(Saved entries)
=== Begin Enclosure ===

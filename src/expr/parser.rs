//! Parser for calculated field expressions.
//!
//! Two-phase: a lexer turns source text into spanned tokens, then a
//! token-stream parser builds the [`Expr`] tree with a conventional
//! precedence ladder (`||` < `&&` < equality < comparison < additive <
//! multiplicative < unary). Logical keywords (`AND`, `OR`, `NOT`) are
//! recognized case-insensitively and normalized to uppercase; symbol
//! operators keep their source spelling.

use chumsky::input::ValueInput;
use chumsky::prelude::*;
use thiserror::Error;

use crate::expr::ast::{Expr, Literal};

/// Source span of a lex or parse diagnostic.
pub type Span = std::ops::Range<usize>;

/// Errors from lexing or parsing an expression.
#[derive(Debug, Error, Clone, PartialEq)]
pub enum ParseError {
    #[error("Expression syntax error at {span:?}: {message}")]
    SyntaxError { message: String, span: Span },
}

pub type ParseResult<T> = Result<T, ParseError>;

/// A token in a calculated field expression.
#[derive(Debug, Clone, PartialEq)]
pub enum Token<'src> {
    // Keywords (case-insensitive in source)
    And,
    Or,
    Not,
    True,
    False,
    Null,

    // Literals
    /// An identifier (not a keyword).
    Ident(&'src str),
    /// A string literal (contents without quotes).
    Str(&'src str),
    /// A number (integer or decimal).
    Number(&'src str),

    // Operators
    /// `===`
    StrictEq,
    /// `==`
    Eq,
    /// `!==`
    StrictNe,
    /// `!=`
    Ne,
    /// `>=`
    Ge,
    /// `<=`
    Le,
    /// `>`
    Gt,
    /// `<`
    Lt,
    /// `&&`
    AndAnd,
    /// `||`
    OrOr,
    /// `!`
    Bang,
    /// `+`
    Plus,
    /// `-`
    Minus,
    /// `*`
    Star,
    /// `/`
    Slash,
    /// `%`
    Percent,

    // Symbols
    /// `(`
    LParen,
    /// `)`
    RParen,
    /// `,`
    Comma,
    /// `.`
    Dot,
}

impl<'src> std::fmt::Display for Token<'src> {
    fn fmt(&self, f: &mut std::fmt::Formatter<'_>) -> std::fmt::Result {
        match self {
            Token::And => write!(f, "AND"),
            Token::Or => write!(f, "OR"),
            Token::Not => write!(f, "NOT"),
            Token::True => write!(f, "true"),
            Token::False => write!(f, "false"),
            Token::Null => write!(f, "null"),
            Token::Ident(s) => write!(f, "{}", s),
            Token::Str(s) => write!(f, "'{}'", s),
            Token::Number(s) => write!(f, "{}", s),
            Token::StrictEq => write!(f, "==="),
            Token::Eq => write!(f, "=="),
            Token::StrictNe => write!(f, "!=="),
            Token::Ne => write!(f, "!="),
            Token::Ge => write!(f, ">="),
            Token::Le => write!(f, "<="),
            Token::Gt => write!(f, ">"),
            Token::Lt => write!(f, "<"),
            Token::AndAnd => write!(f, "&&"),
            Token::OrOr => write!(f, "||"),
            Token::Bang => write!(f, "!"),
            Token::Plus => write!(f, "+"),
            Token::Minus => write!(f, "-"),
            Token::Star => write!(f, "*"),
            Token::Slash => write!(f, "/"),
            Token::Percent => write!(f, "%"),
            Token::LParen => write!(f, "("),
            Token::RParen => write!(f, ")"),
            Token::Comma => write!(f, ","),
            Token::Dot => write!(f, "."),
        }
    }
}

/// Map an identifier to a keyword token or return Ident.
fn keyword_or_ident(s: &str) -> Token<'_> {
    match s.to_ascii_lowercase().as_str() {
        "and" => Token::And,
        "or" => Token::Or,
        "not" => Token::Not,
        "true" => Token::True,
        "false" => Token::False,
        "null" => Token::Null,
        _ => Token::Ident(s),
    }
}

/// Create a lexer for expression source text.
///
/// Returns a parser that tokenizes the input into spanned tokens,
/// skipping whitespace and comments.
pub fn lexer<'src>(
) -> impl Parser<'src, &'src str, Vec<(Token<'src>, SimpleSpan)>, extra::Err<Rich<'src, char>>> {
    // Identifiers: letter or underscore, then alphanumerics, underscores,
    // or `$` (attribute references like `dimension$caption`)
    let ident = any()
        .filter(|c: &char| c.is_ascii_alphabetic() || *c == '_')
        .then(
            any()
                .filter(|c: &char| c.is_ascii_alphanumeric() || *c == '_' || *c == '$')
                .repeated(),
        )
        .to_slice()
        .map(keyword_or_ident);

    // String literals: '...' or "..." without embedded quotes
    let single_quoted = just('\'')
        .ignore_then(none_of('\'').repeated().to_slice())
        .then_ignore(just('\''))
        .map(Token::Str);

    let double_quoted = just('"')
        .ignore_then(none_of('"').repeated().to_slice())
        .then_ignore(just('"'))
        .map(Token::Str);

    // Numbers: digits with an optional fraction
    let number = text::digits(10)
        .then(just('.').then(text::digits(10)).or_not())
        .to_slice()
        .map(Token::Number);

    // Operators and symbols (multi-char first)
    let symbol = choice((
        just("===").to(Token::StrictEq),
        just("!==").to(Token::StrictNe),
        just("==").to(Token::Eq),
        just("!=").to(Token::Ne),
        just(">=").to(Token::Ge),
        just("<=").to(Token::Le),
        just("&&").to(Token::AndAnd),
        just("||").to(Token::OrOr),
        just('>').to(Token::Gt),
        just('<').to(Token::Lt),
        just('!').to(Token::Bang),
        just('+').to(Token::Plus),
        just('-').to(Token::Minus),
        just('*').to(Token::Star),
        just('/').to(Token::Slash),
        just('%').to(Token::Percent),
        just('(').to(Token::LParen),
        just(')').to(Token::RParen),
        just(',').to(Token::Comma),
        just('.').to(Token::Dot),
    ));

    // Single-line comments: // ... until newline
    let single_line_comment = just("//")
        .then(any().and_is(just('\n').not()).repeated())
        .ignored();

    // Multi-line comments: /* ... */
    let multi_line_comment = just("/*")
        .then(any().and_is(just("*/").not()).repeated())
        .then(just("*/"))
        .ignored();

    let comment = single_line_comment.or(multi_line_comment);

    let token = choice((ident, single_quoted, double_quoted, number, symbol))
        .map_with(|tok, e| (tok, e.span()));

    token
        .padded_by(comment.padded().repeated())
        .padded()
        .repeated()
        .collect()
        .padded_by(comment.padded().repeated())
        .padded()
        .then_ignore(end())
}

/// Build a left-associative binary node.
fn fold_binary(left: Expr, (op, right): (&'static str, Expr)) -> Expr {
    Expr::Binary {
        op: op.to_string(),
        left: Box::new(left),
        right: Box::new(right),
    }
}

/// Create the expression parser over a token stream.
pub fn parser<'tokens, 'src: 'tokens, I>(
) -> impl Parser<'tokens, I, Expr, extra::Err<Rich<'tokens, Token<'src>, SimpleSpan>>>
where
    I: ValueInput<'tokens, Token = Token<'src>, Span = SimpleSpan>,
{
    recursive(|expr| {
        let ident = select! {
            Token::Ident(s) => s.to_string(),
        }
        .labelled("identifier");

        // Qualified column name: `price` or `t.price`
        let column = ident
            .clone()
            .then(just(Token::Dot).ignore_then(ident.clone()).or_not())
            .map(|(head, tail)| match tail {
                Some(tail) => Expr::Identifier(format!("{}.{}", head, tail)),
                None => Expr::Identifier(head),
            });

        let number = select! {
            Token::Number(s) => s,
        }
        .try_map(|s: &str, span| {
            if let Ok(i) = s.parse::<i64>() {
                return Ok(Literal::Int(i));
            }
            s.parse::<f64>()
                .map(Literal::Float)
                .map_err(|e| Rich::custom(span, format!("invalid number literal: {}", e)))
        });

        let literal = number
            .or(select! {
                Token::Str(s) => Literal::Str(s.to_string()),
                Token::True => Literal::Bool(true),
                Token::False => Literal::Bool(false),
                Token::Null => Literal::Null,
            })
            .map(Expr::Literal)
            .labelled("literal");

        // Function call: bare name followed by an argument list
        let call = ident
            .clone()
            .then(
                expr.clone()
                    .separated_by(just(Token::Comma))
                    .collect::<Vec<_>>()
                    .delimited_by(just(Token::LParen), just(Token::RParen)),
            )
            .map(|(name, args)| Expr::Function { name, args });

        let paren = expr
            .clone()
            .delimited_by(just(Token::LParen), just(Token::RParen))
            .map(|inner| Expr::Paren(Box::new(inner)));

        let primary = choice((literal, paren, call, column)).labelled("expression");

        // Precedence ladder, loosest binding last
        let unary_op = choice((
            just(Token::Minus).to("-"),
            just(Token::Bang).to("!"),
            just(Token::Not).to("NOT"),
        ));

        let unary = unary_op.repeated().foldr(primary, |op, operand| Expr::Unary {
            op: op.to_string(),
            operand: Box::new(operand),
        });

        let product = unary.clone().foldl(
            choice((
                just(Token::Star).to("*"),
                just(Token::Slash).to("/"),
                just(Token::Percent).to("%"),
            ))
            .then(unary)
            .repeated(),
            fold_binary,
        );

        let sum = product.clone().foldl(
            choice((just(Token::Plus).to("+"), just(Token::Minus).to("-")))
                .then(product)
                .repeated(),
            fold_binary,
        );

        let comparison = sum.clone().foldl(
            choice((
                just(Token::Ge).to(">="),
                just(Token::Le).to("<="),
                just(Token::Gt).to(">"),
                just(Token::Lt).to("<"),
            ))
            .then(sum)
            .repeated(),
            fold_binary,
        );

        let equality = comparison.clone().foldl(
            choice((
                just(Token::StrictEq).to("==="),
                just(Token::Eq).to("=="),
                just(Token::StrictNe).to("!=="),
                just(Token::Ne).to("!="),
            ))
            .then(comparison)
            .repeated(),
            fold_binary,
        );

        let conjunction = equality.clone().foldl(
            choice((just(Token::AndAnd).to("&&"), just(Token::And).to("AND")))
                .then(equality)
                .repeated(),
            fold_binary,
        );

        conjunction.clone().foldl(
            choice((just(Token::OrOr).to("||"), just(Token::Or).to("OR")))
                .then(conjunction)
                .repeated(),
            fold_binary,
        )
    })
    .then_ignore(end())
}

/// Parse a calculated field expression.
///
/// Returns the AST root, or the first syntax error encountered.
pub fn parse(source: &str) -> ParseResult<Expr> {
    use chumsky::input::Input as _;

    // Step 1: lexical analysis
    let (tokens, lex_errs) = lexer().parse(source).into_output_errors();

    if let Some(e) = lex_errs.first() {
        let span = e.span();
        return Err(ParseError::SyntaxError {
            message: e.to_string(),
            span: span.start..span.end,
        });
    }

    let tokens = tokens.unwrap_or_default();

    // Step 2: parsing
    let len = source.len();
    let eoi: SimpleSpan = (len..len).into();
    let token_stream = tokens
        .as_slice()
        .map(eoi, |(tok, span): &(Token<'_>, SimpleSpan)| (tok, span));

    let (expr, parse_errs) = parser().parse(token_stream).into_output_errors();

    if let Some(e) = parse_errs.first() {
        let span = e.span();
        return Err(ParseError::SyntaxError {
            message: e.to_string(),
            span: span.start..span.end,
        });
    }

    expr.ok_or_else(|| ParseError::SyntaxError {
        message: "empty expression".to_string(),
        span: 0..len,
    })
}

=== End Enclosure ===

### Work instructions
Restate, please, word for word the span of records running from the first line to the line bearing "to uppercase; symbol", both included, and nothing outside it.

### Reply
filename src/expr/parser.rs
//! Parser for calculated field expressions.
//!
//! Two-phase: a lexer turns source text into spanned tokens, then a
//! token-stream parser builds the [`Expr`] tree with a conventional
//! precedence ladder (`||` < `&&` < equality < comparison < additive <
//! multiplicative < unary). Logical keywords (`AND`, `OR`, `NOT`) are
//! recognized case-insensitively and normalized to uppercase; symbol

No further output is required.